Chronic liver disease (CLD) is a major global-scale public health problem, which can be caused by a variety of underlying etiologies including mainly viral infections, nonalcoholic fatty liver disease (NAFLD), alcoholic fatty liver disease, primary sclerosing cholangitis, primary hemochromatosis, and autoimmune disease. Among them, NAFLD is becoming the most common cause of CLD, and the prevalence is rapidly increasing worldwide (1). Liver fat, iron, and combined overload are common pathological manifestations in many CLDs (2-4).
Liver fat and iron deposits are risk factors for hepatocyte injury, leading to progressive fibrosis, cirrhosis and related complications (5). Furthermore, the coexistence of fat and iron overload is more harmful than iron overload alone and may further accelerate the progression of liver damage and portends a worse prognosis (5,6). Therefore, detection and quantification of liver steatosis and iron deposition have important clinical significance, and early recognition is crucial to appropriate management and prevent progression.
Currently, liver biopsy is the standard of reference for the assessment of liver steatosis and iron overload. However, it has inherent limitations including sampling error, observer variability, possible complications, and high costs (7). Also, biopsy-based histopathological evaluations are a semiquantitative scoring system, but it is not a continuous scale. Therefore, a biopsy is inappropriate for screening, longitudinal monitoring, and epidemiologic research (8). Thus, the development of a noninvasive, accurate and reproducible technique for quantification of depositional liver diseases would be great clinical value.
Recently, conventional cross-sectional imaging techniques have been used for detection and quantification of liver steatosis or iron overload, including ultrasonography, computed tomography, and MR imaging. Although enabled to detect liver steatosis, US are unable to quantify liver fat content and detect iron overload accurately. CT may detect liver steatosis and iron overload by measurement of attenuation but is not sensitive or specific due to histopathological confounders such as edema, congestion, inflammation, and glycogen-storage (3,8,9). With recent advances in MR technology, several MRI-based approaches have been developed for liver fat (e.g., signal fat fraction using phase-encoding GRE or frequency-selective approach, PDFF using multi-echo chemical shift-enoded or magnetic resonance spectroscopy) and iron quantification (e.g., signal intensity ratio, T2/R2 relaxometry, T2*/R2* relaxometry). The PDFF is now generally accepted as the standardized imaging biomarker of liver fat (5,10-12). Additionally, the correction of T2* decay by acquiring more echoes is necessary for accurate computation of MRI-PDFF. Thus, confounder-corrected multi-echo Dixon MR imaging provides an opportunity to quantify fat and iron simultaneously.

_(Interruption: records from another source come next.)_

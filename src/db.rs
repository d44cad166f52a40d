// ==========================================
// 会员导入引擎 - SQLite 连接初始化
// ==========================================
// 目标:
// - 统一所有 Connection::open 的 PRAGMA 行为（外键、busy_timeout）
// - 提供参考存储实现所需的建表语句
// ==========================================

use rusqlite::Connection;
use rusqlite::OptionalExtension;
use std::time::Duration;

/// 默认 busy_timeout（毫秒）
pub const DEFAULT_BUSY_TIMEOUT_MS: u64 = 5_000;

/// 当前代码所期望的 schema_version
pub const CURRENT_SCHEMA_VERSION: i64 = 1;

/// 建表语句（幂等）
pub const SCHEMA_SQL: &str = r#"
CREATE TABLE IF NOT EXISTS schema_version (
    version INTEGER PRIMARY KEY,
    applied_at TEXT NOT NULL DEFAULT (datetime('now'))
);

CREATE TABLE IF NOT EXISTS config_kv (
    scope_id TEXT NOT NULL DEFAULT 'global',
    key TEXT NOT NULL,
    value TEXT NOT NULL,
    updated_at TEXT NOT NULL DEFAULT (datetime('now')),
    PRIMARY KEY (scope_id, key)
);

CREATE TABLE IF NOT EXISTS contact (
    id INTEGER PRIMARY KEY AUTOINCREMENT,
    contact_type TEXT NOT NULL DEFAULT 'Individual',
    first_name TEXT,
    last_name TEXT,
    organization_name TEXT,
    household_name TEXT,
    email TEXT,
    external_identifier TEXT UNIQUE,
    created_at TEXT NOT NULL DEFAULT (datetime('now'))
);

CREATE TABLE IF NOT EXISTS membership_type (
    id INTEGER PRIMARY KEY,
    name TEXT NOT NULL,
    duration_unit TEXT NOT NULL DEFAULT 'year',
    duration_interval INTEGER NOT NULL DEFAULT 1,
    period_type TEXT NOT NULL DEFAULT 'rolling',
    fixed_period_start_day INTEGER,
    is_active INTEGER NOT NULL DEFAULT 1
);

CREATE TABLE IF NOT EXISTS membership_status (
    id INTEGER PRIMARY KEY,
    name TEXT NOT NULL,
    start_event TEXT,
    start_event_adjust_unit TEXT,
    start_event_adjust_interval INTEGER,
    end_event TEXT,
    end_event_adjust_unit TEXT,
    end_event_adjust_interval INTEGER,
    is_current_member INTEGER NOT NULL DEFAULT 0,
    is_admin INTEGER NOT NULL DEFAULT 0,
    is_active INTEGER NOT NULL DEFAULT 1,
    weight INTEGER NOT NULL DEFAULT 0
);

CREATE TABLE IF NOT EXISTS membership (
    id INTEGER PRIMARY KEY AUTOINCREMENT,
    contact_id INTEGER NOT NULL REFERENCES contact(id),
    membership_type_id INTEGER NOT NULL REFERENCES membership_type(id),
    join_date TEXT,
    start_date TEXT,
    end_date TEXT,
    status_id INTEGER NOT NULL REFERENCES membership_status(id),
    is_override INTEGER NOT NULL DEFAULT 0,
    source TEXT,
    created_at TEXT NOT NULL DEFAULT (datetime('now')),
    updated_at TEXT NOT NULL DEFAULT (datetime('now'))
);

CREATE TABLE IF NOT EXISTS membership_custom_field (
    id INTEGER PRIMARY KEY,
    label TEXT NOT NULL,
    data_type TEXT NOT NULL DEFAULT 'String',
    is_required INTEGER NOT NULL DEFAULT 0,
    is_active INTEGER NOT NULL DEFAULT 1
);

CREATE TABLE IF NOT EXISTS membership_custom_value (
    membership_id INTEGER NOT NULL REFERENCES membership(id),
    custom_field_id INTEGER NOT NULL REFERENCES membership_custom_field(id),
    value TEXT,
    PRIMARY KEY (membership_id, custom_field_id)
);

CREATE TABLE IF NOT EXISTS dedupe_rule_field (
    contact_type TEXT NOT NULL,
    used TEXT NOT NULL,
    field_name TEXT NOT NULL,
    weight INTEGER NOT NULL DEFAULT 0,
    PRIMARY KEY (contact_type, used, field_name)
);

CREATE TABLE IF NOT EXISTS import_row_status (
    job_id TEXT NOT NULL,
    row_number INTEGER NOT NULL,
    status TEXT NOT NULL,
    message TEXT NOT NULL DEFAULT '',
    entity_id INTEGER,
    updated_at TEXT NOT NULL DEFAULT (datetime('now')),
    PRIMARY KEY (job_id, row_number)
);

CREATE INDEX IF NOT EXISTS idx_contact_email ON contact(email);
CREATE INDEX IF NOT EXISTS idx_membership_contact ON membership(contact_id);
"#;

/// 配置 SQLite 连接的统一 PRAGMA
///
/// 说明：
/// - foreign_keys 需要"每个连接"单独开启
/// - busy_timeout 需要"每个连接"单独配置
pub fn configure_sqlite_connection(conn: &Connection) -> rusqlite::Result<()> {
    conn.execute_batch("PRAGMA foreign_keys = ON;")?;
    conn.busy_timeout(Duration::from_millis(DEFAULT_BUSY_TIMEOUT_MS))?;
    Ok(())
}

/// 打开 SQLite 连接并应用统一配置
pub fn open_sqlite_connection(db_path: &str) -> rusqlite::Result<Connection> {
    let conn = Connection::open(db_path)?;
    configure_sqlite_connection(&conn)?;
    Ok(conn)
}

/// 建表并写入 schema_version（幂等）
pub fn init_schema(conn: &Connection) -> rusqlite::Result<()> {
    conn.execute_batch(SCHEMA_SQL)?;
    conn.execute(
        "INSERT OR IGNORE INTO schema_version (version) VALUES (?1)",
        [CURRENT_SCHEMA_VERSION],
    )?;
    Ok(())
}

/// 读取 schema_version（若表不存在则返回 None）
pub fn read_schema_version(conn: &Connection) -> rusqlite::Result<Option<i64>> {
    let has_table: bool = conn
        .query_row(
            "SELECT 1 FROM sqlite_master WHERE type='table' AND name='schema_version' LIMIT 1",
            [],
            |_row| Ok(true),
        )
        .optional()?
        .unwrap_or(false);

    if !has_table {
        return Ok(None);
    }

    let v: Option<i64> =
        conn.query_row("SELECT MAX(version) FROM schema_version", [], |row| row.get(0))?;
    Ok(v)
}
// ==========================================
// 会员导入引擎 - 字段值清洗与解析
// ==========================================
// 职责: 按字段数据类型解析单元格文本（日期/整数/布尔/金额/邮箱）
// 红线: 只做解析与格式判定，不做业务规则判定
// ==========================================

use crate::domain::import::MappedRow;
use crate::domain::types::{
    ContactId, DateFormat, EntityLabel, FieldDataType, MembershipId, MembershipStatusId,
    MembershipTypeId,
};
use crate::importer::error::{ImportError, ImportResult};
use chrono::NaiveDate;
use once_cell::sync::Lazy;
use regex::Regex;
use std::collections::BTreeMap;

static EMAIL_REGEX: Lazy<Regex> = Lazy::new(|| {
    Regex::new(r"^[A-Za-z0-9.!#$%&'*+/=?^_`{|}~-]+@[A-Za-z0-9](?:[A-Za-z0-9-]{0,61}[A-Za-z0-9])?(?:\.[A-Za-z0-9](?:[A-Za-z0-9-]{0,61}[A-Za-z0-9])?)+$")
        .expect("Valid regex pattern")
});

#[derive(Debug, Clone, Copy, Default)]
pub struct DataCleaner {
    date_format: DateFormat,
}

impl DataCleaner {
    pub fn new(date_format: DateFormat) -> Self {
        Self { date_format }
    }

    /// 按配置的日期格式解析；ISO 格式（YYYY-MM-DD）始终可用
    pub fn parse_date(&self, value: &str) -> Option<NaiveDate> {
        let value = value.trim();
        // 带时间部分的取日期部分
        let date_part = value.split_whitespace().next().unwrap_or(value);
        self.date_format
            .patterns()
            .iter()
            .chain(std::iter::once(&"%Y-%m-%d"))
            .find_map(|pattern| NaiveDate::parse_from_str(date_part, pattern).ok())
    }

    pub fn parse_integer(&self, value: &str) -> Option<i64> {
        value.trim().parse::<i64>().ok()
    }

    pub fn parse_bool(&self, value: &str) -> Option<bool> {
        match value.trim().to_lowercase().as_str() {
            "1" | "y" | "yes" | "true" => Some(true),
            "0" | "n" | "no" | "false" => Some(false),
            _ => None,
        }
    }

    /// 金额：允许货币符号与千分位
    pub fn parse_money(&self, value: &str) -> Option<f64> {
        let cleaned: String = value
            .trim()
            .chars()
            .filter(|c| !matches!(c, '$' | '€' | '£' | '¥' | ',' | ' '))
            .collect();
        cleaned.parse::<f64>().ok().filter(|v| v.is_finite())
    }

    pub fn is_valid_email(&self, value: &str) -> bool {
        EMAIL_REGEX.is_match(value.trim())
    }

    /// 判断值是否符合字段数据类型
    pub fn is_valid(&self, data_type: FieldDataType, value: &str) -> bool {
        match data_type {
            FieldDataType::String => true,
            FieldDataType::Integer => self.parse_integer(value).is_some(),
            FieldDataType::Date => self.parse_date(value).is_some(),
            FieldDataType::Boolean => self.parse_bool(value).is_some(),
            FieldDataType::Money => self.parse_money(value).is_some(),
            FieldDataType::Email => self.is_valid_email(value),
        }
    }
}

// ==========================================
// MembershipRowValues - 行内会员字段的类型化视图
// ==========================================
#[derive(Debug, Clone, Default, PartialEq)]
pub struct MembershipRowValues {
    pub id: Option<MembershipId>,
    pub contact_id: Option<ContactId>,
    pub membership_type_id: Option<MembershipTypeId>,
    pub join_date: Option<NaiveDate>,
    pub start_date: Option<NaiveDate>,
    pub end_date: Option<NaiveDate>,
    pub status_id: Option<MembershipStatusId>,
    pub is_override: Option<bool>,
    pub source: Option<String>,
    pub external_identifier: Option<String>,
    pub custom: BTreeMap<String, String>,
}

impl DataCleaner {
    /// 解析行内会员字段（调用前行已通过校验；仍失败时返回格式错误）
    pub fn membership_values(&self, row: &MappedRow) -> ImportResult<MembershipRowValues> {
        let mut invalid = Vec::new();

        let mut integer = |name: &str| -> Option<i64> {
            let raw = row.membership_text(name)?;
            let parsed = self.parse_integer(raw);
            if parsed.is_none() {
                invalid.push(name.to_string());
            }
            parsed
        };
        let id = integer("id");
        let contact_id = integer("contact_id");
        let membership_type_id = integer("membership_type_id");
        let status_id = integer("status_id");

        let mut date = |name: &str| -> Option<NaiveDate> {
            let raw = row.membership_text(name)?;
            let parsed = self.parse_date(raw);
            if parsed.is_none() {
                invalid.push(name.to_string());
            }
            parsed
        };
        let join_date = date("join_date");
        let start_date = date("start_date");
        let end_date = date("end_date");

        let is_override = match row.membership_text("is_override") {
            None => None,
            Some(raw) => {
                let parsed = self.parse_bool(raw);
                if parsed.is_none() {
                    invalid.push("is_override".to_string());
                }
                parsed
            }
        };

        if !invalid.is_empty() {
            return Err(ImportError::Validation(invalid));
        }

        let custom = row
            .entity(EntityLabel::Membership)
            .map(|fields| {
                fields
                    .iter()
                    .filter(|(name, _)| name.starts_with("custom_"))
                    .filter_map(|(name, value)| {
                        value
                            .first_text(name)
                            .map(|v| (name.clone(), v.trim().to_string()))
                    })
                    .filter(|(_, v)| !v.is_empty())
                    .collect()
            })
            .unwrap_or_default();

        Ok(MembershipRowValues {
            id,
            contact_id,
            membership_type_id,
            join_date,
            start_date,
            end_date,
            status_id,
            is_override,
            source: row.membership_text("source").map(str::to_string),
            external_identifier: row
                .contact_text("external_identifier")
                .map(str::to_string),
            custom,
        })
    }
}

Several studies have demonstrated that PDFF derived from confounder-corrected multi-echo Dixon have high accuracy and reproducibility (10,13-16). Although promising, most studies mainly focus on the quantification of liver fat using confounder-corrected multi-echo Dixon MR imaging in patients with fatty liver disease. Currently, it is unclear whether the same T2* estimation/correction method used for fat quantification is also optimal for T2* quantification in patients with iron overload (5). Additionally, various pathologic changes, including liver steatosis, iron deposition, fibrosis, and inflammation, are frequently coexisted in CLDs (17). Although addressing technical confounders, the effect of histopathological confounders (e.g., liver fibrosis and inflammation) on quantitative parameters measurement of confounder-corrected 3D multi-echo Dixon (3D ME Dixon) in patients with a wide spectrum of CLD remains unclear. Therefore, the purpose of this study was to evaluate the influence of liver fibrosis and inflammation on the 3D ME Dixon parameters in patients with CLDs and to determine the feasibility of 3D ME Dixon technique for the simultaneous assessment of liver steatosis and iron overload by using histopathologic findings as to the reference standard.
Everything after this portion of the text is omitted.